LCROSS görevinin diğer yarısını oluşturan robotik uydu patlamayı gözlemleyecek ve 4 dakika içerisinde kendisini Ay’a çakacak.Ay’ın büyük bir kısmı tabi ki kuru toz. Ay yüzeyindeki sıcaklık oynaması 300o kadar ve Ay yüzeyi suya düşmanca davranıyor fakat suyun donmuş olarak bulunabilmesini sağlayan soğuk karanlık yerler de mevcut. Ay kutuplarında Güneş ufka çok yakın olduğu için Güneş ışınlarının ulaşamadığı derin kraterler sürekli gölgede bulunabiliyor. Koyu karanlık olan bu bölgelerde sıcaklık mutlak sıfırın üzerindeki 40o Kelvin civarında (-233o Celcius) geziniyor, suyun hayatta kalması için yeterince soğuk.
“ Suyun orada olduğuna dair ümit verici kanıtlar var” diyor Colaprete. Clementine adlı bir Ay uydusu 1994’de bu kraterlerde suya varlığını saptadı fakat, 199’daki Ay Madencisi(Lunar Prospector) de, fakat veriler yeterince tatmin edici değildi.
İşte LCROSS burada devreye giriyor. Patlamanın etkisiyle açığa çıkan su Güneş ışığı altında buharlaşabilir. Güneş’ten gelen mororötesi ışınlar H2O moleküllerini H ve OH’a ayırabilir. Görev yöneticileri LCROSS’un algılayıcılarının kızılötesine yakın dalga boyunda suyun parmak izlerini algılayabileceklerini ve OH tarafından yayımlanan 308 nanometre uzunluğundaki dalga boyunu tespit edebileceklerini umuyorlar.
Şu anda Colaprete’nin ekibi çeşitli karanlık kraterler arasından çarpışma için en uygun bölgeleri seçiyor. “ Birinci ve en önemli ölçüt patlama alanı ortaya çıkan madde konusunda verimli olmalı” ve devam ediyor Coloprete. “Eğer ortaya çıkan maddeyi günışığına çıkarmazsak buzdağına çarpsak bile fark etmez çünkü alabilemeyeceğiz.” Örneğin patlama alanı yüksek bir krater duvarına yakınsa ortaya çıkan madde duvarı tırmanmak ve gölgeden kurtulup günışığına çıkmak için daha fazla yol kat etmeli. Eğer patlatıcı karanlık bir kraterin dibindeki dik bir çıkıntıya çarparsa günışığına çıkmak yerine etrafa saçılacaktır. Bu yüzden iyi bir alan birazcık düz olmalı-15o den daha az eğimli- ve patlamanın etkisini azaltacak sert kayalardan yoksun yumuşak bir yüzeye sahip olmalı.
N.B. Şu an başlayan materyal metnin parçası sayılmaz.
//! # flat-fs
//!
//! 单卷、单目录的块链文件系统存储引擎。
//!
//! 卷的布局：
//! 超级块 | 空闲块位图 | 块分配表 | 目录表 | 数据区
//!
//! 每个文件的内容是数据区中的一条块链，块链经由块分配表串联，
//! 目录表记录链首。引擎把字节范围的读写翻译成对块设备的逐块读写。

#![no_std]

extern crate alloc;

/* flat-fs 的整体架构，自上而下 */

// 文件操作层：面向适配层的命名空间操作、读写与伸缩
mod control;
mod io;
mod namespace;
mod resize;

// 打开文件表：每个句柄缓存一个数据块
mod handle;

// 磁盘数据结构层
pub mod volume;

mod block;
mod link;
mod options;
mod path;

pub use self::{
    block::BlockId,
    control::FlatFileSystem,
    handle::FileHandle,
    link::{DataBlockId, Link},
    options::{AtimePolicy, Clock, MountOptions},
};
pub use vfs::{DirEntry, DirEntryType, Error, FsStat, Permission, Stat};

pub const MAGIC: u32 = 0x464c_4653;
pub const BLOCK_SIZE: usize = 512;
/// 文件名的最大字节数
pub const NAME_MAX_LEN: usize = 255;
/// 目录表的槽位数
pub const DIR_ENTRIES: usize = 64;
/// 同时打开的句柄上限
pub const MAX_OPEN_FILES: usize = 64;
/// 块分配表与位图能描述的数据块上限
pub const DATA_BLOCKS_CAP: usize = 65536;

pub type Result<T> = core::result::Result<T, Error>;

type DataBlock = [u8; BLOCK_SIZE];
use block_dev::BlockDevice;

use crate::volume::dir_entry::DirEntry;
use crate::{BlockId, DataBlock, Error, Result};
use crate::{BLOCK_SIZE, DATA_BLOCKS_CAP, DIR_ENTRIES, MAGIC};

/// 位图区占用块数，每个数据块一位
pub const BITMAP_BLOCKS: usize = DATA_BLOCKS_CAP.div_ceil(8).div_ceil(BLOCK_SIZE);
/// 块分配表区占用块数，每个数据块四字节
pub const TABLE_BLOCKS: usize = (DATA_BLOCKS_CAP * 4).div_ceil(BLOCK_SIZE);
/// 目录区占用块数
pub const DIR_BLOCKS: usize = (DIR_ENTRIES * DirEntry::SIZE).div_ceil(BLOCK_SIZE);

/// 超级块：
/// - 提供文件系统合法性校验；
/// - 定位其它连续区域
///
/// 位于#0块，字段皆以小端序`u32`存放。
#[derive(Debug, Clone, PartialEq, Eq)]
pub struct SuperBlock {
    pub bitmap_start: BlockId,
    pub table_start: BlockId,
    pub dir_start: BlockId,
    pub data_start: BlockId,
    /// 卷占据块数
    pub total_blocks: usize,
    /// 数据区块数，不超过[`DATA_BLOCKS_CAP`]
    pub data_blocks: usize,
}

impl SuperBlock {
    pub const ID: BlockId = BlockId::new(0);

    /// 根据设备块数计算布局。
    ///
    /// 设备连一个数据块都容纳不下时报错。
    pub fn layout(total_blocks: usize) -> Result<Self> {
        let bitmap_start = Self::ID + 1;
        let table_start = bitmap_start + BITMAP_BLOCKS;
        let dir_start = table_start + TABLE_BLOCKS;
        let data_start = dir_start + DIR_BLOCKS;

        if total_blocks <= data_start.get() {
            log::error!("{total_blocks} blocks can't hold the metadata ending at {data_start}");
            return Err(Error::VolumeTooSmall);
        }

        Ok(Self {
            bitmap_start,
            table_start,
            dir_start,
            data_start,
            total_blocks,
            data_blocks: (total_blocks - data_start.get()).min(DATA_BLOCKS_CAP),
        })
    }

    /// 读取#0块，并与编译期的布局核对。
    pub fn load(dev: &dyn BlockDevice) -> Result<Self> {
        let mut block: DataBlock = [0; BLOCK_SIZE];
        dev.read_block(Self::ID.get(), &mut block)?;

        let field = |nth: usize| {
            let mut raw = [0; 4];
            raw.copy_from_slice(&block[nth * 4..nth * 4 + 4]);
            u32::from_le_bytes(raw) as usize
        };

        if field(0) != MAGIC as usize {
            log::error!("bad magic {:#x}", field(0));
            return Err(Error::CorruptVolume);
        }

        let sb = Self {
            bitmap_start: BlockId::new(field(1)),
            table_start: BlockId::new(field(2)),
            dir_start: BlockId::new(field(3)),
            data_start: BlockId::new(field(4)),
            total_blocks: field(5),
            data_blocks: field(6),
        };

        match Self::layout(sb.total_blocks) {
            Ok(expected) if expected == sb => Ok(sb),
            _ => {
                log::error!("superblock disagrees with the compiled-in layout: {sb:?}");
                Err(Error::CorruptVolume)
            }
        }
    }

    pub fn store(&self, dev: &dyn BlockDevice) -> Result<()> {
        let mut block: DataBlock = [0; BLOCK_SIZE];
        let fields = [
            MAGIC,
            self.bitmap_start.get() as u32,
            self.table_start.get() as u32,
            self.dir_start.get() as u32,
            self.data_start.get() as u32,
            self.total_blocks as u32,
            self.data_blocks as u32,
        ];
        for (raw, field) in block.chunks_exact_mut(4).zip(fields) {
            raw.copy_from_slice(&field.to_le_bytes());
        }
        dev.write_block(Self::ID.get(), &block)?;
        Ok(())
    }

    /// 数据块在设备上的绝对块号
    #[inline]
    pub fn data_block(&self, id: crate::DataBlockId) -> BlockId {
        self.data_start + id.index()
    }
}
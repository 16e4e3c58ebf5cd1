use std::time::{SystemTime, UNIX_EPOCH};

use flat_fs::Clock;

#[derive(Debug, Clone, Copy, Default)]
pub struct SystemClock;

impl Clock for SystemClock {
    fn now(&self) -> i64 {
        match SystemTime::now().duration_since(UNIX_EPOCH) {
            Ok(elapsed) => elapsed.as_secs() as i64,
            // 系统时间早于纪元
            Err(e) => -(e.duration().as_secs() as i64),
        }
    }
}
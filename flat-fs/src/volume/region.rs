//! 元数据区域在内存中的镜像
//!
//! 位图、块分配表与目录表各自占据一段连续的块。
//! 区域整体常驻内存，修改时按块记录脏位，
//! [`Region::sync`]只把脏块写回设备。

use alloc::boxed::Box;
use alloc::vec;
use alloc::vec::Vec;
use core::ops::Range;

use block_dev::BlockDevice;

use crate::{BlockId, Result, BLOCK_SIZE};

#[derive(Debug)]
pub struct Region {
    /// 区域的起始块
    start: BlockId,
    /// 区域的全部字节
    data: Box<[u8]>,
    /// 每个块是否为脏块
    dirty: Vec<bool>,
}

impl Region {
    /// 以`fill`填满的新区域，所有块都待写回。
    pub fn filled(start: BlockId, blocks: usize, fill: u8) -> Self {
        Self {
            start,
            data: vec![fill; blocks * BLOCK_SIZE].into(),
            dirty: vec![true; blocks],
        }
    }

    pub fn load(dev: &dyn BlockDevice, start: BlockId, blocks: usize) -> Result<Self> {
        let mut data = vec![0u8; blocks * BLOCK_SIZE];
        for (i, block) in data.chunks_exact_mut(BLOCK_SIZE).enumerate() {
            dev.read_block((start + i).get(), block)?;
        }
        Ok(Self {
            start,
            data: data.into(),
            dirty: vec![false; blocks],
        })
    }

    #[inline]
    pub fn blocks(&self) -> usize {
        self.dirty.len()
    }

    #[inline]
    pub fn is_dirty(&self) -> bool {
        self.dirty.contains(&true)
    }

    pub fn get(&self, offset: usize, len: usize) -> &[u8] {
        &self.data[offset..offset + len]
    }

    pub fn get_mut(&mut self, offset: usize, len: usize) -> &mut [u8] {
        for flag in &mut self.dirty[Self::covering(offset, len)] {
            *flag = true;
        }
        &mut self.data[offset..offset + len]
    }

    pub fn read_u32(&self, offset: usize) -> u32 {
        let mut raw = [0; 4];
        raw.copy_from_slice(self.get(offset, 4));
        u32::from_le_bytes(raw)
    }

    pub fn write_u32(&mut self, offset: usize, value: u32) {
        self.get_mut(offset, 4).copy_from_slice(&value.to_le_bytes());
    }

    /// 把脏块写回设备。
    ///
    /// 写入失败时，尚未写回的块保持脏状态。
    pub fn sync(&mut self, dev: &dyn BlockDevice) -> Result<()> {
        for (i, block) in self.data.chunks_exact(BLOCK_SIZE).enumerate() {
            if self.dirty[i] {
                log::trace!("sync block {}", self.start + i);
                dev.write_block((self.start + i).get(), block)?;
                self.dirty[i] = false;
            }
        }
        Ok(())
    }
}

impl Region {
    /// 字节范围所覆盖的块索引
    fn covering(offset: usize, len: usize) -> Range<usize> {
        let first = offset / BLOCK_SIZE;
        let last = (offset + len.max(1)).div_ceil(BLOCK_SIZE);
        first..last
    }
}

#[cfg(test)]
mod tests {
    use block_dev::RamDisk;

    use super::*;

    #[test]
    fn covering() {
        assert_eq!(0..1, Region::covering(0, 4));
        assert_eq!(0..2, Region::covering(300, 320));
        assert_eq!(1..2, Region::covering(512, 512));
        assert_eq!(1..3, Region::covering(1000, 100));
    }

    #[test]
    fn sync_writes_dirty_blocks_only() {
        let disk = RamDisk::new(BLOCK_SIZE, 8);
        let mut region = Region::filled(BlockId::new(2), 3, 0xFF);
        region.sync(&disk).unwrap();
        assert!(!region.is_dirty());

        let mut region = Region::load(&disk, BlockId::new(2), 3).unwrap();
        region.write_u32(BLOCK_SIZE + 8, 0x1234_5678);
        assert!(region.is_dirty());
        region.sync(&disk).unwrap();

        let image = disk.snapshot();
        let at = 3 * BLOCK_SIZE + 8;
        assert_eq!([0x78u8, 0x56, 0x34, 0x12], image[at..at + 4]);
        assert!(image[..2 * BLOCK_SIZE].iter().all(|&b| b == 0));
        assert!(image[4 * BLOCK_SIZE..5 * BLOCK_SIZE].iter().all(|&b| b == 0xFF));
    }
}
Coalprete Ay’ın kuzey kutbundaki Peary kraterinin batısındaki isimsiz 17 km çaplı kraterin bu iş için en uygun alanlardan biri olduğunu söylüyor. Coalprete “Patlama için en uygun tarihleri seçeceğiz ve bu tarihlere uyan en uygun kraterleri deneyeceğiz” diyor.
Patlamanın kendisi krater duvarı tarafından örtüleceği için görülemeyecek fakat gökbilimciler patlamanın etkisiyle havaya kalkan tozu bekliyor olacak. Yayılarak ilerleyen toz konisi Ay yüzeyinin üzerinde yaklaşık 6 km kadar yükselecek ve 40 km kadar her yöne saçılacak.Güneş ışığı altında parlayan kalıntı 6. veya 8. kadirden yıldız gibi parlayacak- çıplak gözle görmesi imkansız fakat küçük teleskoplar için iyi bir hedef.
Colaprete’in ekibi patlamayı Ay Havai’de gökyüzünde yükselmiş vaziyette iken zamanlayacak. LCROSS ekibi orada patlanın etkisiyle ortaya çıkan maddeyi çok güçlü Kızılötesi Teleskop Tesisi(Infrared Telescope Facility) ile gözlemleyecek fakat A.B.D.’in batısındaki ve Japonya’daki gökbilimcilerde patlamayı çok dakik olan patlama zamanına göre gözlemleyebilecek. “Bu uluslararası bir olaya dönüşüyor. Herkes patlamayı gözlemlemek için gözlerini test ediyor olacak” diyor Colaprete.